Another consequence of the homogenization and decoupling of information is the convergence of user experience. As information from physical objects is digitized, a single artifact can offer a multitude of new possibilities. Digital twin technology allows detailed information about a physical object to be shared with a larger number of agents, regardless of location or time. In his white paper on digital twin technology in the manufacturing industry, Michael Grieves notes the following regarding the consequences of the homogenization enabled by digital twins:

In the past, factory managers had their offices overlooking the factory, allowing them to get a sense of what was happening on the shop floor. With the digital twin, not only the factory manager, but everyone involved in factory production can have the same virtual window not just to a single factory, but to all factories worldwide.
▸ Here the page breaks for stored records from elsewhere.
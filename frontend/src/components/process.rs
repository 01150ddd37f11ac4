use crate::components::reveal::Reveal;
use yew::prelude::*;

const STEPS: [(&str, &str, &str, &str); 6] = [
    ("01", "💬", "Consulta Inicial", "Nos reunimos contigo para entender tus objetivos, necesidades y visión. Analizamos tu situación actual y definimos metas claras."),
    ("02", "🎯", "Estrategia & Planificación", "Diseñamos una estrategia personalizada con roadmap detallado, cronograma de entregas y KPIs medibles para garantizar el éxito."),
    ("03", "⚙️", "Desarrollo & Implementación", "Nuestro equipo de expertos da vida a tu proyecto utilizando las mejores prácticas y tecnologías de vanguardia."),
    ("04", "🔍", "Pruebas & Optimización", "Realizamos pruebas exhaustivas, optimizamos el rendimiento y nos aseguramos de que todo funcione perfectamente."),
    ("05", "🚀", "Lanzamiento & Entrega", "Desplegamos tu proyecto y te capacitamos para que puedas aprovechar al máximo todas las funcionalidades."),
    ("06", "📈", "Soporte & Crecimiento", "Te acompañamos con soporte continuo, actualizaciones y mejoras para mantener tu proyecto en la cima."),
];

#[function_component(Process)]
pub fn process() -> Html {
    html! {
        <section id="process" class="process-section">
            <div class="section-inner">
                <h2 class="section-title">{"Nuestro "}<span class="gradient-text">{"Proceso"}</span></h2>
                <p class="section-subtitle">{"Un método probado, de la primera conversación al crecimiento continuo"}</p>
                <div class="process-grid">
                    { for STEPS.iter().enumerate().map(|(index, (number, icon, title, description))| html! {
                        <Reveal index={index} class={classes!("card-dark", "process-step")}>
                            <div class="step-header">
                                <span class="step-number">{*number}</span>
                                <span class="step-icon">{*icon}</span>
                            </div>
                            <h3>{*title}</h3>
                            <p>{*description}</p>
                        </Reveal>
                    }) }
                </div>
            </div>
            <style>
                {r#"
    .process-section {
        background: #000;
    }
    .process-grid {
        display: grid;
        grid-template-columns: repeat(3, 1fr);
        gap: 2rem;
    }
    .step-header {
        display: flex;
        justify-content: space-between;
        align-items: center;
    }
    .step-number {
        font-family: 'Orbitron', sans-serif;
        font-size: 2.5rem;
        color: rgba(0, 255, 156, 0.35);
    }
    .step-icon {
        font-size: 2rem;
    }
    .process-step h3 {
        margin: 1rem 0 0.5rem;
    }
    .process-step p {
        color: #9ca3af;
        line-height: 1.6;
    }
    @media (max-width: 1024px) {
        .process-grid {
            grid-template-columns: 1fr;
        }
    }
                "#}
            </style>
        </section>
    }
}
Reprogrammable and intelligent

As mentioned earlier, a digital twin allows a physical product to be reprogrammed in a specific way. Furthermore, the digital twin can also be reprogrammed automatically using sensors on the physical product, artificial intelligence technologies, and predictive analytics. One consequence of this reprogrammability is the emergence of new functionalities. Taking the example of an engine again, digital twins can be used to collect data on the engine's performance and, if necessary, to adjust the engine and create a newer version of the product. Servitation can also be seen as a consequence of reprogrammability. Manufacturers can be responsible for monitoring the digital twin, making adjustments, or reprogramming it as needed, and they can offer this as an additional service.

Digital Traces

Another characteristic is the fact that digital twin technologies leave digital traces. These traces can be used by engineers to, for example, check the digital twin's history in the event of a machine malfunction, in order to diagnose where the problem originated. In the future, these diagnoses can also be used by the manufacturers of these machines to improve their designs, thus reducing the frequency of the same malfunctions.

Modularity

In the context of the manufacturing industry, modularity can be described as the design and adaptation of products and production modules. By adding modularity to manufacturing models, manufacturers gain the ability to optimize models and machines. Digital twin technology enables manufacturers to track the machines in use and identify potential areas for improvement. With modular machines, manufacturers can use digital twin technology to identify which components are impacting machine performance and replace them with better-suited components to improve the manufacturing process.